A similar incident in Moscow, a year earlier, had more serious consequences. In January 2003, a gang of Russian Orthodox activists destroyed an exhibition in the Sakharov Museum and Public Center called “Caution! Religion.” Last December two Sakharov Museum officials and three of the exhibition organizers were charged by the state prosecutor with inciting religious hatred. They face prison terms of up to five years. The vandals, meanwhile, were hailed by church officials as heroes and martyrs, and all criminal charges against them were dismissed.

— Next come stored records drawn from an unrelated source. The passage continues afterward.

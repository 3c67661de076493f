//! Per-version detail document
//!
//! The resolution layer only looks at `id` and `kind`; everything else is
//! carried through for callers. Every field defaults when absent so that
//! legacy documents (no `arguments`, no `javaVersion`) decode.

use std::collections::HashMap;

use chrono::{DateTime, Utc};
use serde::{Deserialize, Serialize};

use crate::version::types::VersionKind;

#[derive(Debug, Clone, Default, PartialEq, Serialize, Deserialize)]
#[serde(default, rename_all = "camelCase")]
pub struct VersionDetail {
    pub arguments: Option<Arguments>,
    /// Pre-1.13 launch arguments as a single template string
    pub minecraft_arguments: Option<String>,
    pub asset_index: AssetIndex,
    pub assets: String,
    pub compliance_level: i32,
    pub downloads: Downloads,
    pub id: String,
    pub java_version: Option<JavaVersion>,
    pub libraries: Vec<Library>,
    pub logging: Option<Logging>,
    pub main_class: String,
    pub minimum_launcher_version: i32,
    pub release_time: DateTime<Utc>,
    pub time: DateTime<Utc>,
    #[serde(rename = "type")]
    pub kind: VersionKind,
}

/// Game and JVM arguments; entries are plain strings or rule-guarded objects
#[derive(Debug, Clone, Default, PartialEq, Serialize, Deserialize)]
#[serde(default)]
pub struct Arguments {
    pub game: Vec<serde_json::Value>,
    pub jvm: Vec<serde_json::Value>,
}

#[derive(Debug, Clone, Default, PartialEq, Eq, Serialize, Deserialize)]
#[serde(default, rename_all = "camelCase")]
pub struct AssetIndex {
    pub id: String,
    pub sha1: String,
    pub size: u64,
    pub total_size: u64,
    pub url: String,
}

/// A downloadable file
#[derive(Debug, Clone, Default, PartialEq, Eq, Serialize, Deserialize)]
#[serde(default)]
pub struct Download {
    pub sha1: String,
    pub size: u64,
    pub url: String,
}

#[derive(Debug, Clone, Default, PartialEq, Eq, Serialize, Deserialize)]
#[serde(default)]
pub struct Downloads {
    pub client: Option<Download>,
    pub client_mappings: Option<Download>,
    pub server: Option<Download>,
    pub server_mappings: Option<Download>,
}

#[derive(Debug, Clone, Default, PartialEq, Eq, Serialize, Deserialize)]
#[serde(default, rename_all = "camelCase")]
pub struct JavaVersion {
    pub component: String,
    pub major_version: u32,
}

/// A library artifact with an optional repository path
#[derive(Debug, Clone, Default, PartialEq, Eq, Serialize, Deserialize)]
#[serde(default)]
pub struct Artifact {
    pub path: Option<String>,
    pub sha1: String,
    pub size: u64,
    pub url: String,
}

#[derive(Debug, Clone, Default, PartialEq, Eq, Serialize, Deserialize)]
#[serde(default)]
pub struct LibraryDownloads {
    pub artifact: Option<Artifact>,
    /// Native classifiers (e.g. `natives-linux`) of legacy libraries
    pub classifiers: Option<HashMap<String, Artifact>>,
}

#[derive(Debug, Clone, Default, PartialEq, Eq, Serialize, Deserialize)]
#[serde(default)]
pub struct Library {
    pub name: String,
    pub downloads: LibraryDownloads,
    pub rules: Vec<Rule>,
    pub natives: Option<HashMap<String, String>>,
    pub extract: Option<Extract>,
}

#[derive(Debug, Clone, Default, PartialEq, Eq, Serialize, Deserialize)]
#[serde(default)]
pub struct Rule {
    pub action: String,
    pub os: Option<OsRule>,
}

#[derive(Debug, Clone, Default, PartialEq, Eq, Serialize, Deserialize)]
#[serde(default)]
pub struct OsRule {
    pub name: Option<String>,
    pub version: Option<String>,
    pub arch: Option<String>,
}

#[derive(Debug, Clone, Default, PartialEq, Eq, Serialize, Deserialize)]
#[serde(default)]
pub struct Extract {
    pub exclude: Vec<String>,
}

#[derive(Debug, Clone, Default, PartialEq, Eq, Serialize, Deserialize)]
#[serde(default)]
pub struct Logging {
    pub client: Option<LoggingConfig>,
}

#[derive(Debug, Clone, Default, PartialEq, Eq, Serialize, Deserialize)]
#[serde(default)]
pub struct LoggingConfig {
    pub argument: String,
    pub file: LoggingFile,
    #[serde(rename = "type")]
    pub kind: String,
}

#[derive(Debug, Clone, Default, PartialEq, Eq, Serialize, Deserialize)]
#[serde(default)]
pub struct LoggingFile {
    pub id: String,
    pub sha1: String,
    pub size: u64,
    pub url: String,
}

#[cfg(test)]
mod tests {
    use super::*;

    const MODERN: &str = r#"{
        "arguments": {
            "game": ["--username", "${auth_player_name}"],
            "jvm": [{"rules": [{"action": "allow", "os": {"name": "osx"}}], "value": "-XstartOnFirstThread"}]
        },
        "assetIndex": {"id": "12", "sha1": "abc", "size": 10, "totalSize": 20, "url": "https://example.com/12.json"},
        "assets": "12",
        "complianceLevel": 1,
        "downloads": {
            "client": {"sha1": "c1", "size": 1, "url": "https://example.com/client.jar"},
            "server": {"sha1": "s1", "size": 2, "url": "https://example.com/server.jar"}
        },
        "id": "1.20.4",
        "javaVersion": {"component": "java-runtime-gamma", "majorVersion": 17},
        "libraries": [
            {
                "downloads": {"artifact": {"path": "a/b.jar", "sha1": "l1", "size": 3, "url": "https://example.com/b.jar"}},
                "name": "a:b:1.0",
                "rules": [{"action": "allow", "os": {"name": "linux"}}]
            }
        ],
        "logging": {
            "client": {
                "argument": "-Dlog4j.configurationFile=${path}",
                "file": {"id": "client-1.12.xml", "sha1": "x", "size": 4, "url": "https://example.com/log.xml"},
                "type": "log4j2-xml"
            }
        },
        "mainClass": "net.minecraft.client.main.Main",
        "minimumLauncherVersion": 21,
        "releaseTime": "2023-12-07T12:56:20+00:00",
        "time": "2023-12-07T12:56:20+00:00",
        "type": "release"
    }"#;

    const LEGACY: &str = r#"{
        "id": "b1.7.3",
        "minecraftArguments": "${auth_player_name} ${auth_session}",
        "libraries": [
            {
                "name": "org.lwjgl:lwjgl-platform:2.9.0",
                "downloads": {"classifiers": {"natives-linux": {"path": "n.jar", "sha1": "n", "size": 5, "url": "https://example.com/n.jar"}}},
                "natives": {"linux": "natives-linux"},
                "extract": {"exclude": ["META-INF/"]}
            }
        ],
        "mainClass": "net.minecraft.launchwrapper.Launch",
        "releaseTime": "2011-07-07T22:00:00+00:00",
        "time": "2011-07-07T22:00:00+00:00",
        "type": "old_beta"
    }"#;

    #[test]
    fn decodes_modern_document() {
        let detail: VersionDetail = serde_json::from_str(MODERN).unwrap();

        assert_eq!(detail.id, "1.20.4");
        assert_eq!(detail.kind, VersionKind::Release);
        assert_eq!(detail.arguments.as_ref().map(|a| a.game.len()), Some(2));
        assert_eq!(detail.java_version.as_ref().map(|j| j.major_version), Some(17));
        assert_eq!(detail.downloads.client.as_ref().map(|d| d.size), Some(1));
        assert!(detail.downloads.client_mappings.is_none());
        assert_eq!(detail.libraries[0].rules[0].action, "allow");
        assert_eq!(
            detail.logging.and_then(|l| l.client).map(|c| c.kind),
            Some("log4j2-xml".to_string())
        );
    }

    #[test]
    fn decodes_legacy_document_without_arguments() {
        let detail: VersionDetail = serde_json::from_str(LEGACY).unwrap();

        assert_eq!(detail.kind, VersionKind::OldBeta);
        assert!(detail.arguments.is_none());
        assert!(detail.java_version.is_none());
        assert!(detail.minecraft_arguments.is_some());
        let natives = detail.libraries[0].downloads.classifiers.as_ref().unwrap();
        assert!(natives.contains_key("natives-linux"));
    }

    #[test]
    fn in_place_decode_leaves_no_stale_fields() {
        let mut detail: VersionDetail = serde_json::from_str(MODERN).unwrap();
        let libraries = detail.libraries.as_ptr();

        let mut de = serde_json::Deserializer::from_str(LEGACY);
        VersionDetail::deserialize_in_place(&mut de, &mut detail).unwrap();
        de.end().unwrap();

        assert_eq!(detail, serde_json::from_str::<VersionDetail>(LEGACY).unwrap());
        assert_eq!(detail.libraries.as_ptr(), libraries);
    }
}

These alarming events in the art world have taken place against a background of rising nationalism and Orthodox assertiveness. The Russian Orthodox Church has acquired enormous political clout in recent years, and few politicians will risk offending it. The Sakharov Museum exhibition was subjected to a vituperative media campaign, and the matter was almost immediately taken up in the Duma, where nationalist deputies vied with each other to denounce the sacrilegious artists and laud the vandals.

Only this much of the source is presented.